The results of a three class latent class showed that class two was the largest class with class size is .56. Class 1 has class size .23 and class 3 has size .21.
The item Mat did not discriminate between classes: all classes have high probability to have a mat. The same was true for item mattress: all classes have high probability to have a mattress. Class one has high probability to have a cupboard, while this probability was very low in class 2 and .23 in class three. Bicycles were not often present, but they were most likely in class 3 and class 1. Class 3 and class 1 had very high probability to have a mobile phone, half of the households that belong to class two has a mobile phone.

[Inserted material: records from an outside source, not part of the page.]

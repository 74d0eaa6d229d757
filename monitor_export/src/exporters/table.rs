use crate::report::Report;
use anyhow::Result;
use monitor_core::{IndicatorValue, MeteringValue};
use std::path::Path;
use std::time::Duration;
use tabled::settings::Style;
use tabled::{Table, Tabled};

#[derive(Tabled)]
pub(crate) struct MeteringRow {
    #[tabled(rename = "Namespace")]
    namespace: String,
    #[tabled(rename = "Id")]
    id: String,
    #[tabled(rename = "Quantity")]
    quantity: u64,
    #[tabled(rename = "Total")]
    total: String,
    #[tabled(rename = "Min")]
    minimum: String,
    #[tabled(rename = "Max")]
    maximum: String,
    #[tabled(rename = "Avg")]
    average: String,
}

impl From<&MeteringValue> for MeteringRow {
    fn from(value: &MeteringValue) -> Self {
        Self {
            namespace: value.namespace.clone(),
            id: value.id.clone(),
            quantity: value.quantity,
            total: millis(value.total),
            minimum: millis(value.minimum),
            maximum: millis(value.maximum),
            average: value.average.map(millis).unwrap_or_else(|| "n/a".to_string()),
        }
    }
}

#[derive(Tabled)]
pub(crate) struct IndicatorRow {
    #[tabled(rename = "Namespace")]
    namespace: String,
    #[tabled(rename = "Id")]
    id: String,
    #[tabled(rename = "Quantity")]
    quantity: u64,
    #[tabled(rename = "Current")]
    current: i64,
    #[tabled(rename = "Min")]
    minimum: i64,
    #[tabled(rename = "Max")]
    maximum: i64,
}

impl From<&IndicatorValue> for IndicatorRow {
    fn from(value: &IndicatorValue) -> Self {
        Self {
            namespace: value.namespace.clone(),
            id: value.id.clone(),
            quantity: value.quantity,
            current: value.current,
            minimum: value.minimum,
            maximum: value.maximum,
        }
    }
}

pub(crate) fn millis(duration: Duration) -> String {
    format!("{:.4} ms", duration.as_secs_f64() * 1000.0)
}

#[derive(Debug, Clone, Copy, PartialEq, Eq)]
pub(crate) enum Layout {
    Terminal,
    Markdown,
}

fn render<R: Tabled>(rows: Vec<R>, layout: Layout) -> String {
    let mut table = Table::new(rows);
    match layout {
        Layout::Terminal => table.with(Style::rounded()),
        Layout::Markdown => table.with(Style::markdown()),
    };
    table.to_string()
}

pub(crate) fn metering_table(values: &[MeteringValue], layout: Layout) -> String {
    render(values.iter().map(MeteringRow::from).collect(), layout)
}

pub(crate) fn indicator_table(values: &[IndicatorValue], layout: Layout) -> String {
    render(values.iter().map(IndicatorRow::from).collect(), layout)
}

/// Plain terminal tables.
pub struct TableExporter;

impl TableExporter {
    pub async fn export(report: &Report, path: impl AsRef<Path>) -> Result<()> {
        let table = Self::format(report);
        tokio::fs::write(path, table).await?;
        Ok(())
    }

    pub fn format(report: &Report) -> String {
        let mut output = String::new();

        output.push_str("Stop watches\n");
        if report.metering.is_empty() {
            output.push_str("(no measurements)\n");
        } else {
            output.push_str(&metering_table(&report.metering, Layout::Terminal));
            output.push('\n');
        }

        output.push_str("\nStay-set indicators\n");
        if report.indicators.is_empty() {
            output.push_str("(no indications)\n");
        } else {
            output.push_str(&indicator_table(&report.indicators, Layout::Terminal));
            output.push('\n');
        }

        output
    }
}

A radio was most likely to be present in class 1, two-third of the households in class 1 has a radio but it was not likely to be present in households of class 2. A sofa set and solar/panels/electricity were likely to be present in class 1 and to a less degree in class 3. Only households in class 1 sometimes have a motorcycle and a television. The other classes didn’t have these items. ## Conclusion
Class two definitely can be defined as the low SES group. The difference between this class and the other classes is large. When you want to distinguish between a medium and high SES group I would say that class 3 is the medium SES group and class 1 is the high SES group. With respect to the individual items two of the items are not useful to distinguish SES and may be dropped. These items are mat and mattress. And – as a consequence – the option “none of the items” can also be dropped.